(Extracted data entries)
========

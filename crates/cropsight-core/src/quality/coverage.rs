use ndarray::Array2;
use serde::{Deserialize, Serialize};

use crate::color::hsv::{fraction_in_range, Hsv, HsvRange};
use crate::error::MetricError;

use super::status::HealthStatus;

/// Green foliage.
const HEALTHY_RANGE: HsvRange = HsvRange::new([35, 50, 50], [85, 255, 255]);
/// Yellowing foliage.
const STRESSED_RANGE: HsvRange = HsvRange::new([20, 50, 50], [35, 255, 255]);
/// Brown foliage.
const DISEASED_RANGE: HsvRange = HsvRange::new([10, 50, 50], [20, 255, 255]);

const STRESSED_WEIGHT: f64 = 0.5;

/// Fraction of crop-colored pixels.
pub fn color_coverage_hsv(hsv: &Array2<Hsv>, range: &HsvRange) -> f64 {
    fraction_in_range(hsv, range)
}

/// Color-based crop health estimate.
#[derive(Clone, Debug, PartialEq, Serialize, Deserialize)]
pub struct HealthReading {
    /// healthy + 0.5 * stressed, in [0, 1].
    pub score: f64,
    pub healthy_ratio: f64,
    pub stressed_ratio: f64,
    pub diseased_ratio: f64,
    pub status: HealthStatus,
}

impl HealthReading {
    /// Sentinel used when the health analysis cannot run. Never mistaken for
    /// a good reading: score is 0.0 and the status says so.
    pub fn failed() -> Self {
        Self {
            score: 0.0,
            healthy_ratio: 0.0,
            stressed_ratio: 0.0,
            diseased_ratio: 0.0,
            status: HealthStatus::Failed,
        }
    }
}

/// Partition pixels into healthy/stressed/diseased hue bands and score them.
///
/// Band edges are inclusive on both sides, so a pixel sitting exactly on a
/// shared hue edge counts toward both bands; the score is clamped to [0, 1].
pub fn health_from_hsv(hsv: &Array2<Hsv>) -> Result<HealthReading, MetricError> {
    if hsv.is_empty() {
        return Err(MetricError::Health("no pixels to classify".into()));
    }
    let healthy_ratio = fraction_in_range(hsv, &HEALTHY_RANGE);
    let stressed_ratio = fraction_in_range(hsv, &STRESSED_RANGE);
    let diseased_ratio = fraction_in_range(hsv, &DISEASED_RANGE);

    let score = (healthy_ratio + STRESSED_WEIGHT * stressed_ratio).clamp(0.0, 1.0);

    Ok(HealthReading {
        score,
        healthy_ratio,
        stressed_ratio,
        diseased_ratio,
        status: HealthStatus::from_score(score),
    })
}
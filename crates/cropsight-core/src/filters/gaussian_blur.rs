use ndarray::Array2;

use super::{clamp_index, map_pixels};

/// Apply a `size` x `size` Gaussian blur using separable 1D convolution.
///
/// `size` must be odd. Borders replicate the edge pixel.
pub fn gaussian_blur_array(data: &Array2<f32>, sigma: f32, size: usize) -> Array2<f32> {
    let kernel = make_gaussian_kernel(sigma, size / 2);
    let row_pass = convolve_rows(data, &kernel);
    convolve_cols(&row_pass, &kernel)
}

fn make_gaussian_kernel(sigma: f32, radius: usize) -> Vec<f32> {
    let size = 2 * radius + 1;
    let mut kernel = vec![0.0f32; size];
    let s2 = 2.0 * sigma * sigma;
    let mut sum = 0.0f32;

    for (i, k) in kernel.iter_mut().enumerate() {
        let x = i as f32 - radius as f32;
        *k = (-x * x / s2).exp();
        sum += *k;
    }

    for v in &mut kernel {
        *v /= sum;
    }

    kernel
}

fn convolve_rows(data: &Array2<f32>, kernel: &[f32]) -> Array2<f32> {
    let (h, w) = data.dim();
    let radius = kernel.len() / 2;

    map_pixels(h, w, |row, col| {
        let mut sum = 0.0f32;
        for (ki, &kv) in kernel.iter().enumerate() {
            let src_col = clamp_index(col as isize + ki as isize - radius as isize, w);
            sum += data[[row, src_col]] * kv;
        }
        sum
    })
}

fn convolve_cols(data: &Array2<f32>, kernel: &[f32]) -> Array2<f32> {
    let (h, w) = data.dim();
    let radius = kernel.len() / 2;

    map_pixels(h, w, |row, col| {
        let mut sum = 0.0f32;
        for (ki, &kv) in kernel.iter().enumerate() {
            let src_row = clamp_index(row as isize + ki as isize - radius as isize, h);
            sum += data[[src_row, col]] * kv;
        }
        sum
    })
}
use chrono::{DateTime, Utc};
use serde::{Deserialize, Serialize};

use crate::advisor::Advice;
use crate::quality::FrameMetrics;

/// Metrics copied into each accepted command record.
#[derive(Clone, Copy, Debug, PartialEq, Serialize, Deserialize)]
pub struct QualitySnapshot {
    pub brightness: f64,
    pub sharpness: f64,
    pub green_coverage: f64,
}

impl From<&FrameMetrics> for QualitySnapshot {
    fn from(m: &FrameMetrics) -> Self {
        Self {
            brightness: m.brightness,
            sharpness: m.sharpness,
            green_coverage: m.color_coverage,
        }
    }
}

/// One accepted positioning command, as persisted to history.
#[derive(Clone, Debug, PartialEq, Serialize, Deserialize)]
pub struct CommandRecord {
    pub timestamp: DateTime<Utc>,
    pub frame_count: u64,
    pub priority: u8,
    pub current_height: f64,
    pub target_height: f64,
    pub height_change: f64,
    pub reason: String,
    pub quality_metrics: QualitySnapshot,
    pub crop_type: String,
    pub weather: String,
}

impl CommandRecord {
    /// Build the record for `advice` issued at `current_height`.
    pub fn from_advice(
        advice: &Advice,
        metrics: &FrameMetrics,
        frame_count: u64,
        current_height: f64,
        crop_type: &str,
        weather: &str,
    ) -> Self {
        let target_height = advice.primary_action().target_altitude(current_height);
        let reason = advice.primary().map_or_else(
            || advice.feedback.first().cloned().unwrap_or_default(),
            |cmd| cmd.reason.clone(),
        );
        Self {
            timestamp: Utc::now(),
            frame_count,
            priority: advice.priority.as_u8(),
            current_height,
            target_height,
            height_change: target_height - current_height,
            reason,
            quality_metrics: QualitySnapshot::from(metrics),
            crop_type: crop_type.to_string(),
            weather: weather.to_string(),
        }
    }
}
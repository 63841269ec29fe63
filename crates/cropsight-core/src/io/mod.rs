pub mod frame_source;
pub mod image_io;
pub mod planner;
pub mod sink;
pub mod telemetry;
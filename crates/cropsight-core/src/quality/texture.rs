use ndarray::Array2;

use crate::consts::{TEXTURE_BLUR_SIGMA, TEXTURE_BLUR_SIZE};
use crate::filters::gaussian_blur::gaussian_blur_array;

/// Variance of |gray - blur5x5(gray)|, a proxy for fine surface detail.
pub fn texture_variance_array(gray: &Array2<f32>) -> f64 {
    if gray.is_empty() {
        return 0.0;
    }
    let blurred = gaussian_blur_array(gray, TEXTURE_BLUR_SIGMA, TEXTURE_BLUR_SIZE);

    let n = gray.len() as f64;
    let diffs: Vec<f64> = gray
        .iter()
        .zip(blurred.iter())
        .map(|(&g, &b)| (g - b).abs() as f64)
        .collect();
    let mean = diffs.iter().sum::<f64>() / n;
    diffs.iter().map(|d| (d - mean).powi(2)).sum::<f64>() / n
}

========

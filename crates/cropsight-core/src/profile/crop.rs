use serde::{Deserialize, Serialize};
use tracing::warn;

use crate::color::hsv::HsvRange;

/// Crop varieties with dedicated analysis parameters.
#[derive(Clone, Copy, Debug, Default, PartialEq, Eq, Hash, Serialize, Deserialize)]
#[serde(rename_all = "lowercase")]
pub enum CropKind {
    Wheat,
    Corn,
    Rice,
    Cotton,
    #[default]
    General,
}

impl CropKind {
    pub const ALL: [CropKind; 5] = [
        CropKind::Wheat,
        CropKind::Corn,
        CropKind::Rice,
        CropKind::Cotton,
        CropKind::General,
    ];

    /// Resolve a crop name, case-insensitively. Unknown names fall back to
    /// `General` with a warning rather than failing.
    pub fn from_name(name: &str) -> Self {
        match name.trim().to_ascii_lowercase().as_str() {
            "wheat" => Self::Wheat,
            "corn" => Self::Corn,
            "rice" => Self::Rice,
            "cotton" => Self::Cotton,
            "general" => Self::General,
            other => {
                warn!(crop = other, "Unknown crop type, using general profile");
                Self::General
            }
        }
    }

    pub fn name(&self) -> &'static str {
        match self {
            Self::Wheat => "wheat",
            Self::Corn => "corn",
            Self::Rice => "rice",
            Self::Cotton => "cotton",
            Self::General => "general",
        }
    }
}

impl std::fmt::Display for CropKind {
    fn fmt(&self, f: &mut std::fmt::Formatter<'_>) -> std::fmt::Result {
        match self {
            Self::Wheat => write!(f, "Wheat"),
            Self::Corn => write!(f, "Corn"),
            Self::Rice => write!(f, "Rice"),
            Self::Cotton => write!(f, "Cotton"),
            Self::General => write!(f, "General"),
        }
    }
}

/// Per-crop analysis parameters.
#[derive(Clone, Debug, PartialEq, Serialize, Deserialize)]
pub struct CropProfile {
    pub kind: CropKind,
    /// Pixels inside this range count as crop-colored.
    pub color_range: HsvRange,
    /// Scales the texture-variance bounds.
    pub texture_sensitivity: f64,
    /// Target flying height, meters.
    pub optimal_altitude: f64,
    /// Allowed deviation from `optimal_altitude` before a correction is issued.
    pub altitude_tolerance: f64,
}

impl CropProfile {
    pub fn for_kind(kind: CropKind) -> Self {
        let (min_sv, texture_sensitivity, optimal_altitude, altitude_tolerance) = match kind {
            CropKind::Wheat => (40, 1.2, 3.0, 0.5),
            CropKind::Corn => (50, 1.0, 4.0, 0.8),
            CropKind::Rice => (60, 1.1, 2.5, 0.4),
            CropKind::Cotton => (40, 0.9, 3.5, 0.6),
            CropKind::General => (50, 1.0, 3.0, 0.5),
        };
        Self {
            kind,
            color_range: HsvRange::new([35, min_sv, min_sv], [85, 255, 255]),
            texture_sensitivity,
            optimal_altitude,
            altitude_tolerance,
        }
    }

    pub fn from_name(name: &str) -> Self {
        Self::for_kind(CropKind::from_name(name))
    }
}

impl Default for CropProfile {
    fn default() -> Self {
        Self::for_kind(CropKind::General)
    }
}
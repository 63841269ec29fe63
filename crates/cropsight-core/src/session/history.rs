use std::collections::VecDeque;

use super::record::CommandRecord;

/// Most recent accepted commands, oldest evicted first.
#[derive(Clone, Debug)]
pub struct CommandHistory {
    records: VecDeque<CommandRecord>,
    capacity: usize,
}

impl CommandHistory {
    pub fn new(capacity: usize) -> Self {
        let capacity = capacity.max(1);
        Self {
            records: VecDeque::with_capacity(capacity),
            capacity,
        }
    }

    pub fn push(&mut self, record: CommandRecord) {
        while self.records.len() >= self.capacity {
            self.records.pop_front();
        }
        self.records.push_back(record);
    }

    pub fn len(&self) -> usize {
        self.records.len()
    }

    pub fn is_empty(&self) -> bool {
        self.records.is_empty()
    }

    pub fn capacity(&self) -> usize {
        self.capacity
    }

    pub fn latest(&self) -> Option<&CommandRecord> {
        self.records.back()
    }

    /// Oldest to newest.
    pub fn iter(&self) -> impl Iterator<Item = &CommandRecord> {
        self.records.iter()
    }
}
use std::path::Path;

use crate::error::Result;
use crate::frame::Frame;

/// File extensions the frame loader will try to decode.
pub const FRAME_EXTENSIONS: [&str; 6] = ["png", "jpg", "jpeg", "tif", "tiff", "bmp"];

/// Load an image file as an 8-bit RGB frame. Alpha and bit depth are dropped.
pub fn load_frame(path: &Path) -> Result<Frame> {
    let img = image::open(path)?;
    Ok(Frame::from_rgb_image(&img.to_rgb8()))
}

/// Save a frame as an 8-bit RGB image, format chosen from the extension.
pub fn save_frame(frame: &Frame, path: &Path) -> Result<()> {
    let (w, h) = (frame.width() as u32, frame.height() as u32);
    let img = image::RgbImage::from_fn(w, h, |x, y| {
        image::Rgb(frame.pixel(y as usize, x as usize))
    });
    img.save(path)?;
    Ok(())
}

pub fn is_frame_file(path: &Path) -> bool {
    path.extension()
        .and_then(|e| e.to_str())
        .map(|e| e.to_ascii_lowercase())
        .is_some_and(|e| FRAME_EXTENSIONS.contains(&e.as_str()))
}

========

[Your goal]: Working through the entries above, copy every line in which "return" is found.

[Solution]:
        return Err(MetricError::Health("no pixels to classify".into()));
        return 0.0;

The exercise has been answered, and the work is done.